* Instructions to follow
With both ends included, repeat exactly the lines of the entries below from the one containing "pub fn kind(&self)" down to the one containing "pub fn to_failure(&self)", and no others.

* Material to process
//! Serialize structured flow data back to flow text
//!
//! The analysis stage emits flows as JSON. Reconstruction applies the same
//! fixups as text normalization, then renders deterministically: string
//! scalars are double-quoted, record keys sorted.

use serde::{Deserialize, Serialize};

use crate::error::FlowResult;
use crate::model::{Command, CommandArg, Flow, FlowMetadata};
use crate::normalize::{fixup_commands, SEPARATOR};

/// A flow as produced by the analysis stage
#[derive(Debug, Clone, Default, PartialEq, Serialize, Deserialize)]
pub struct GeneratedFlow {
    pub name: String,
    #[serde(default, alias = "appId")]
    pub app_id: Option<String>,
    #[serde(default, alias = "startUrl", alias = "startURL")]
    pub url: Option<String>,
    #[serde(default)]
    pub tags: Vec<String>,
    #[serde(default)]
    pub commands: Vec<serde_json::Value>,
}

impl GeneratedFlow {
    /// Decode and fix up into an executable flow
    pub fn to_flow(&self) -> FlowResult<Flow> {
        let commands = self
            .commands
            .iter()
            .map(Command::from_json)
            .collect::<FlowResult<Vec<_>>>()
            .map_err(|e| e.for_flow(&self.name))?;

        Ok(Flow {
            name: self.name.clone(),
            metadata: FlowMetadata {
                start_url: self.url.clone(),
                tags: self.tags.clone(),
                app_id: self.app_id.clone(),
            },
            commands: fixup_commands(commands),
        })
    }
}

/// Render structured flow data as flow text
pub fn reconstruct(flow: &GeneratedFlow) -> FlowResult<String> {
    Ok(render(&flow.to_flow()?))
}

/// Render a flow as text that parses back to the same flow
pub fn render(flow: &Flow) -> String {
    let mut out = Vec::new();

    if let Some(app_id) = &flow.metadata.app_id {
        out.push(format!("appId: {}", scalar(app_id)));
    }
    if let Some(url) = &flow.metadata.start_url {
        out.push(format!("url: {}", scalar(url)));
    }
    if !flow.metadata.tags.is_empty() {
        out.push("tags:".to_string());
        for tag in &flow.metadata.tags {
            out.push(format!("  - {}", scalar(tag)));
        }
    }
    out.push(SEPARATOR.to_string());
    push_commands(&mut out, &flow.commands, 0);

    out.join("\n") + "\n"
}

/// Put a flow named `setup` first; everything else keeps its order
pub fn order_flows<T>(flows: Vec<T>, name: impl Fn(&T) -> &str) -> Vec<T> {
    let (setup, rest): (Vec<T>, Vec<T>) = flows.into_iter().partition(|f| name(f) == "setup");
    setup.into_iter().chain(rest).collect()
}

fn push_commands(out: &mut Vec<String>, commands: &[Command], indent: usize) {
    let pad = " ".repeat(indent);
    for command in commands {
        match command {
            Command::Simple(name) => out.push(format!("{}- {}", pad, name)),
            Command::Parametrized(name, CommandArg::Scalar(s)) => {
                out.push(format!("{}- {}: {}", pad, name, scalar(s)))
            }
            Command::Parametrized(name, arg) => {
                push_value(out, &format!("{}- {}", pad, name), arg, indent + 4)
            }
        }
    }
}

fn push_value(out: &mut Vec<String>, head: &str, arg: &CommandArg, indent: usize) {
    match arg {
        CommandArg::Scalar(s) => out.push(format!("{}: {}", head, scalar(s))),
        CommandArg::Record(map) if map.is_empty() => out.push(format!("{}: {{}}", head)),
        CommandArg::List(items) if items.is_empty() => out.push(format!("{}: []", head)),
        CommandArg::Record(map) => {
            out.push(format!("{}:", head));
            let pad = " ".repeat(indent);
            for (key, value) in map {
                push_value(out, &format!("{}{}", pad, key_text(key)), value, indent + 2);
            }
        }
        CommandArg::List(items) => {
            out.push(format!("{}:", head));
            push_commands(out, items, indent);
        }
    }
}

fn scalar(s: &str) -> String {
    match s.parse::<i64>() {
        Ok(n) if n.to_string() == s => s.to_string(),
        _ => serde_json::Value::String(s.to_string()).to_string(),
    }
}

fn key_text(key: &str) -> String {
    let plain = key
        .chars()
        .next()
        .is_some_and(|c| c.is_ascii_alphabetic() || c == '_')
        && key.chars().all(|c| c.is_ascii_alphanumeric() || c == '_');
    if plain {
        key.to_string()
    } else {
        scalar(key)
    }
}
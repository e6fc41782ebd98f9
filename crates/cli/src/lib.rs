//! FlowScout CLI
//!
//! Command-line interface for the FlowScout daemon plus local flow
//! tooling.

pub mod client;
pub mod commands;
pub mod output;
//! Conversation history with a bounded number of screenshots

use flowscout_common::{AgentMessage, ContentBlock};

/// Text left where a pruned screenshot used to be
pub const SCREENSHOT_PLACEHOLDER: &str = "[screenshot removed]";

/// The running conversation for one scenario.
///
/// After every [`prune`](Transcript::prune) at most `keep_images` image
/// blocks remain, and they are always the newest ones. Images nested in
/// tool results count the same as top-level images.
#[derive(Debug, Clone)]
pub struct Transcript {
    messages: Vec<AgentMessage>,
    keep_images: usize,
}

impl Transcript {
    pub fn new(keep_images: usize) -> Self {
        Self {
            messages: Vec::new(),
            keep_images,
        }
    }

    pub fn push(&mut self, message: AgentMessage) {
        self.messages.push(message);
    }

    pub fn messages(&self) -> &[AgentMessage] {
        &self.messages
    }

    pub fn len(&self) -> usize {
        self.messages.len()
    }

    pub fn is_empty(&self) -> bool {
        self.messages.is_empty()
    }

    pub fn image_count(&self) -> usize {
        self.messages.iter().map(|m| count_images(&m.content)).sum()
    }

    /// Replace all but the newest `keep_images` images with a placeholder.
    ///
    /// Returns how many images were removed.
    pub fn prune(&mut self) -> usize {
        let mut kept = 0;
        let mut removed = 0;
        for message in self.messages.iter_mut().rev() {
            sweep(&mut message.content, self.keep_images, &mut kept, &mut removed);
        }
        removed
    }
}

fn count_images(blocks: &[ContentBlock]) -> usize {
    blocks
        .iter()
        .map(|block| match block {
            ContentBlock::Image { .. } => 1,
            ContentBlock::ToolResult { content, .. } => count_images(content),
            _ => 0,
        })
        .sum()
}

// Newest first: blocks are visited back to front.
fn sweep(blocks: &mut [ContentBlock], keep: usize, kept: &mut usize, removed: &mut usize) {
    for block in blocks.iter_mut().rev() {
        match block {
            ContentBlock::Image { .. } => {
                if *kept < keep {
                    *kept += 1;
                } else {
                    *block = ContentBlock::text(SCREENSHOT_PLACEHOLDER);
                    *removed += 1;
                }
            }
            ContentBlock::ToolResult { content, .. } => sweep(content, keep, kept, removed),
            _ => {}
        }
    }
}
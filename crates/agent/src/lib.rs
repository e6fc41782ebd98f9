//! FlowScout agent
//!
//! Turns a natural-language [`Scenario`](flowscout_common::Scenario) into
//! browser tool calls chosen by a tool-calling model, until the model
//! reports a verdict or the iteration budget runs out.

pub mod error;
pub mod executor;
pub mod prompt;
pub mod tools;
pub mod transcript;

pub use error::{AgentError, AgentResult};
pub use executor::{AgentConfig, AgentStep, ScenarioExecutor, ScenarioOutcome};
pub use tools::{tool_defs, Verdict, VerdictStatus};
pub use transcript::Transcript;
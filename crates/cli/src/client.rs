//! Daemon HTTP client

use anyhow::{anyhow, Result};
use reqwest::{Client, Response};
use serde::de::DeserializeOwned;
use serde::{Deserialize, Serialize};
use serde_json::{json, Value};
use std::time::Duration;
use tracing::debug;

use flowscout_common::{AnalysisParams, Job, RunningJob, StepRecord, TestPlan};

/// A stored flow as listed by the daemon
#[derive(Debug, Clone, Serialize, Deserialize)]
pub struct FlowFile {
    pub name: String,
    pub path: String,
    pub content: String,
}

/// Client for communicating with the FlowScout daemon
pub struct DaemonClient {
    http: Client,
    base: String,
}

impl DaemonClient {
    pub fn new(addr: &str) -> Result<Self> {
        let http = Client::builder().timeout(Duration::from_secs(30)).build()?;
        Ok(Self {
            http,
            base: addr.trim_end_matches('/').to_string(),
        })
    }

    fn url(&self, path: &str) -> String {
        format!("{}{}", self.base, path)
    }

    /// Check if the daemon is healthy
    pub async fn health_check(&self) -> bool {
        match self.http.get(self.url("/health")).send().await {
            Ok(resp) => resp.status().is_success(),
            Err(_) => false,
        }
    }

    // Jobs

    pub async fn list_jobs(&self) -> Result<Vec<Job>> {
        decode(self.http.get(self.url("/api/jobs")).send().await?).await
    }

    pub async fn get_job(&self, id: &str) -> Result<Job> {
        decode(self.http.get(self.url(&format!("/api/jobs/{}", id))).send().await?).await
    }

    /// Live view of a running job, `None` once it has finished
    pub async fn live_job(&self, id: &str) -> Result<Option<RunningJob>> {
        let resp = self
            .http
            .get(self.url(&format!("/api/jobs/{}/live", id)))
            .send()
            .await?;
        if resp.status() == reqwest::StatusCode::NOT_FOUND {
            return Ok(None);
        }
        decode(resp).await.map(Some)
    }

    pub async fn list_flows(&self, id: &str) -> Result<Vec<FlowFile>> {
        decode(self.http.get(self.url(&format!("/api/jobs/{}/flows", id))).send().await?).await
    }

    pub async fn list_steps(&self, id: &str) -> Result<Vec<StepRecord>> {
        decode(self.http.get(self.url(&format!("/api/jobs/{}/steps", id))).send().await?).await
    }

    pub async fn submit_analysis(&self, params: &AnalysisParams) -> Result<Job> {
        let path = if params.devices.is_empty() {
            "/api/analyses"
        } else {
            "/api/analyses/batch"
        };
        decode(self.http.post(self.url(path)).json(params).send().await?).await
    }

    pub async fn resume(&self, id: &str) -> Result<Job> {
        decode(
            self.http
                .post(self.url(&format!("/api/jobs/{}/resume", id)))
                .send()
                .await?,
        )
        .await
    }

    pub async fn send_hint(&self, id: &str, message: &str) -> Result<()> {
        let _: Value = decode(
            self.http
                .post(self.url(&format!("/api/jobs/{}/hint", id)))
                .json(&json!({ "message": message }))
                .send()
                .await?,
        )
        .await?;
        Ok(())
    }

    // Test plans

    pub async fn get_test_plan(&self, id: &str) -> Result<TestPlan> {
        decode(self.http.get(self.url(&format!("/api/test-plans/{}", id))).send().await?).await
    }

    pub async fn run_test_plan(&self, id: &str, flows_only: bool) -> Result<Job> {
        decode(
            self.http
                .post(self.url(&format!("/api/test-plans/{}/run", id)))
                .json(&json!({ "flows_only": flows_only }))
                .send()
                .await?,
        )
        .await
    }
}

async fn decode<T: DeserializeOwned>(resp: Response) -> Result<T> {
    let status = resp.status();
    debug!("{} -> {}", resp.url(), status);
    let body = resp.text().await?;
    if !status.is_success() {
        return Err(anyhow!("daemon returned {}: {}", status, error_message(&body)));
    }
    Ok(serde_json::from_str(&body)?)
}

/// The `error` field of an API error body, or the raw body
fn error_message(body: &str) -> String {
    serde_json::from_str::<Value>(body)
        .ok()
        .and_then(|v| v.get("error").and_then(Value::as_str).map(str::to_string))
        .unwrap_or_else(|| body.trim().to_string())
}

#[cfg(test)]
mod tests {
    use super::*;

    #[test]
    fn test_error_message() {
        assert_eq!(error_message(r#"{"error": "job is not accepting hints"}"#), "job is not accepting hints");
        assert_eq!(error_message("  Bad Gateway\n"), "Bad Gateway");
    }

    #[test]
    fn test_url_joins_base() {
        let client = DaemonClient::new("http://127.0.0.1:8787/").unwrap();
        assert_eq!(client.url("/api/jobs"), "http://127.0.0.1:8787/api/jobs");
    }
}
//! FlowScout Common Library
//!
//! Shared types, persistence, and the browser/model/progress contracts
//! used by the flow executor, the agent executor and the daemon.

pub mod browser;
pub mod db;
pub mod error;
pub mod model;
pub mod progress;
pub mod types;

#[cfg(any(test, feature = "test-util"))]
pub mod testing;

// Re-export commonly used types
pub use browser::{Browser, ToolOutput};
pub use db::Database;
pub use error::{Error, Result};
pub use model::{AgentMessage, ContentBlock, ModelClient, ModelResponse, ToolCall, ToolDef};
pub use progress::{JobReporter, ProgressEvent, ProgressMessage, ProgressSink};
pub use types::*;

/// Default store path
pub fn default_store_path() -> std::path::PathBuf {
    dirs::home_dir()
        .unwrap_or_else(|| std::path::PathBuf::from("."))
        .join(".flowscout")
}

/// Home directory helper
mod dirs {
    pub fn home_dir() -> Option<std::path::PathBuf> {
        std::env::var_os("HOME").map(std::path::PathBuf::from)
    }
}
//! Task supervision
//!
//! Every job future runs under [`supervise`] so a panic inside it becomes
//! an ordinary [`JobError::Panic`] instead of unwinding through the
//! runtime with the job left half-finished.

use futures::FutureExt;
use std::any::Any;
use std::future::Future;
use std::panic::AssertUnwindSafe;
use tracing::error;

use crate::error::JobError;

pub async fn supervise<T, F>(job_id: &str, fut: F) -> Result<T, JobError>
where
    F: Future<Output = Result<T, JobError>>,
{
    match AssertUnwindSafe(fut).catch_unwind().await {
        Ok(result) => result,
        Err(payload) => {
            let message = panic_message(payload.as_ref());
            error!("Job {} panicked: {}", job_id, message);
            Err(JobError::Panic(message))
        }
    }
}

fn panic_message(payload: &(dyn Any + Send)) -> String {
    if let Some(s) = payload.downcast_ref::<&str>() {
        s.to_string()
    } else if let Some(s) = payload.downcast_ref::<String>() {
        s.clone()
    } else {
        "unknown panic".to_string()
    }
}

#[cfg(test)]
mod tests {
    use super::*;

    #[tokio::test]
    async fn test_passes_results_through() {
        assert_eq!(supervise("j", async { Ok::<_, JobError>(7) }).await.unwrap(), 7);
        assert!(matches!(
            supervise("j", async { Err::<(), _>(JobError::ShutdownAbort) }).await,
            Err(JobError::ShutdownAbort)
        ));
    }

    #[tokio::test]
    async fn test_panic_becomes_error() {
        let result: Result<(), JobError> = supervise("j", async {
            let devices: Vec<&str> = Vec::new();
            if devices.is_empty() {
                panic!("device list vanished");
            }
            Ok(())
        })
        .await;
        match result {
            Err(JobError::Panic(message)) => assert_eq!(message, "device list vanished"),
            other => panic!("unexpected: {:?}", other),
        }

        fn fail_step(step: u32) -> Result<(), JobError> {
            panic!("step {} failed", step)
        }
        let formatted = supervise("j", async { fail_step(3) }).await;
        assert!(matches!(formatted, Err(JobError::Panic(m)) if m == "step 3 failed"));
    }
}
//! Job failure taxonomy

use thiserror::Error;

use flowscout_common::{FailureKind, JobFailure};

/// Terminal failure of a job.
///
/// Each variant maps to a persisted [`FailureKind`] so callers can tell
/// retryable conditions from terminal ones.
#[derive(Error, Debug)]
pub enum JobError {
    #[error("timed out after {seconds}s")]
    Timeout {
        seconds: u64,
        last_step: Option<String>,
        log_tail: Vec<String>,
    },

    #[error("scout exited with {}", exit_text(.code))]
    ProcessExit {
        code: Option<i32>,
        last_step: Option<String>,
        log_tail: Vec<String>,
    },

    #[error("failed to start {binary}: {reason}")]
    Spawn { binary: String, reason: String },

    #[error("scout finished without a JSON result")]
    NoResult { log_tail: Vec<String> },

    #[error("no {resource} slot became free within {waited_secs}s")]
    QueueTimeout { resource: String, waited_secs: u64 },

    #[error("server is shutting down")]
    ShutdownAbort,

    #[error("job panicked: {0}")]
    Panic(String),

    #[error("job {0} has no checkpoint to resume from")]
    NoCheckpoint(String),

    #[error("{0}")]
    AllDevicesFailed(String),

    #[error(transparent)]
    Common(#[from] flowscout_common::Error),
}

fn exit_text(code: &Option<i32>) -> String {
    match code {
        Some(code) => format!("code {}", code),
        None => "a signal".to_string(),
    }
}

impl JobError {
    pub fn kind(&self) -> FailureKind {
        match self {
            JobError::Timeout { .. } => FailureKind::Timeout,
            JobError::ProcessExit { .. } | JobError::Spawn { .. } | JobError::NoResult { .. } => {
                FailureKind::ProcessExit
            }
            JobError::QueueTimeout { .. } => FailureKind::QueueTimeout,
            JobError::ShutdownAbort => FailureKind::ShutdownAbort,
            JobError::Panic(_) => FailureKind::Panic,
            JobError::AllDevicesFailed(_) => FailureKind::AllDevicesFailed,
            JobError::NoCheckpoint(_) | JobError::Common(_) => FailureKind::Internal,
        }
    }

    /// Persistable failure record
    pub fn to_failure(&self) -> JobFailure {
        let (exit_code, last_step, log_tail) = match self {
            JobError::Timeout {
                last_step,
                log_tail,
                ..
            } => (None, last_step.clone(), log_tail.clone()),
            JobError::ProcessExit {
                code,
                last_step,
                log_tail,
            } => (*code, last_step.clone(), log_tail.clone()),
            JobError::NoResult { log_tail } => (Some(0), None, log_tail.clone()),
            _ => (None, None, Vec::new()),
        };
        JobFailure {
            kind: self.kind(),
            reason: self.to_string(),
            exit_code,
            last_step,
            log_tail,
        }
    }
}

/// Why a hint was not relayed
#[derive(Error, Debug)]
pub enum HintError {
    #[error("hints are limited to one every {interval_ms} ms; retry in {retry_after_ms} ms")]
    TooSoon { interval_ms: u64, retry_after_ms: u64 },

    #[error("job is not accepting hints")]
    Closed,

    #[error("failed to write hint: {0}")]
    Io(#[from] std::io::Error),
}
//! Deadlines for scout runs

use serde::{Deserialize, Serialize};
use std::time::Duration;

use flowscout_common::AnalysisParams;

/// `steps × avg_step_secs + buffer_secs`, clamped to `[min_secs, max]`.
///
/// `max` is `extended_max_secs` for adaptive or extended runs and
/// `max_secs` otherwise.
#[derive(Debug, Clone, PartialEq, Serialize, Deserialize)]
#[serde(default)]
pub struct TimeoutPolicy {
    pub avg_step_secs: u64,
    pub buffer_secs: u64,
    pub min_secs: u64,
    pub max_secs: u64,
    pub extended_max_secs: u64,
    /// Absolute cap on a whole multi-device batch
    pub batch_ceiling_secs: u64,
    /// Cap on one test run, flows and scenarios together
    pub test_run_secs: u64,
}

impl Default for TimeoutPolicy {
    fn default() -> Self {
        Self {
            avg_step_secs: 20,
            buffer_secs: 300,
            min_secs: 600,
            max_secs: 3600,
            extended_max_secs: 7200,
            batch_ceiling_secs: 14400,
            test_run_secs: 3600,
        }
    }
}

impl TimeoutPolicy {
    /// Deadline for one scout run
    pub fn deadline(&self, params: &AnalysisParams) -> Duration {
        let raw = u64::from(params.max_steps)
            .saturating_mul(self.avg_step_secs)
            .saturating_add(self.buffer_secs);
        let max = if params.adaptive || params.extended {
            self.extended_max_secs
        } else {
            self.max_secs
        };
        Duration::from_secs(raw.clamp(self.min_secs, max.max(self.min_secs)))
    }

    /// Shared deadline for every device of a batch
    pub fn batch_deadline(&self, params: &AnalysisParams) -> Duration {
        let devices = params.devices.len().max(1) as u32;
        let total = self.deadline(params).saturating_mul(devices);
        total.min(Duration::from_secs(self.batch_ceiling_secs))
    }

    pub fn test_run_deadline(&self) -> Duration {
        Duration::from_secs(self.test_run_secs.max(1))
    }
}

* Answer below
    pub fn kind(&self) -> FailureKind {
        match self {
            JobError::Timeout { .. } => FailureKind::Timeout,
            JobError::ProcessExit { .. } | JobError::Spawn { .. } | JobError::NoResult { .. } => {
                FailureKind::ProcessExit
            }
            JobError::QueueTimeout { .. } => FailureKind::QueueTimeout,
            JobError::ShutdownAbort => FailureKind::ShutdownAbort,
            JobError::Panic(_) => FailureKind::Panic,
            JobError::AllDevicesFailed(_) => FailureKind::AllDevicesFailed,
            JobError::NoCheckpoint(_) | JobError::Common(_) => FailureKind::Internal,
        }
    }

    /// Persistable failure record
    pub fn to_failure(&self) -> JobFailure {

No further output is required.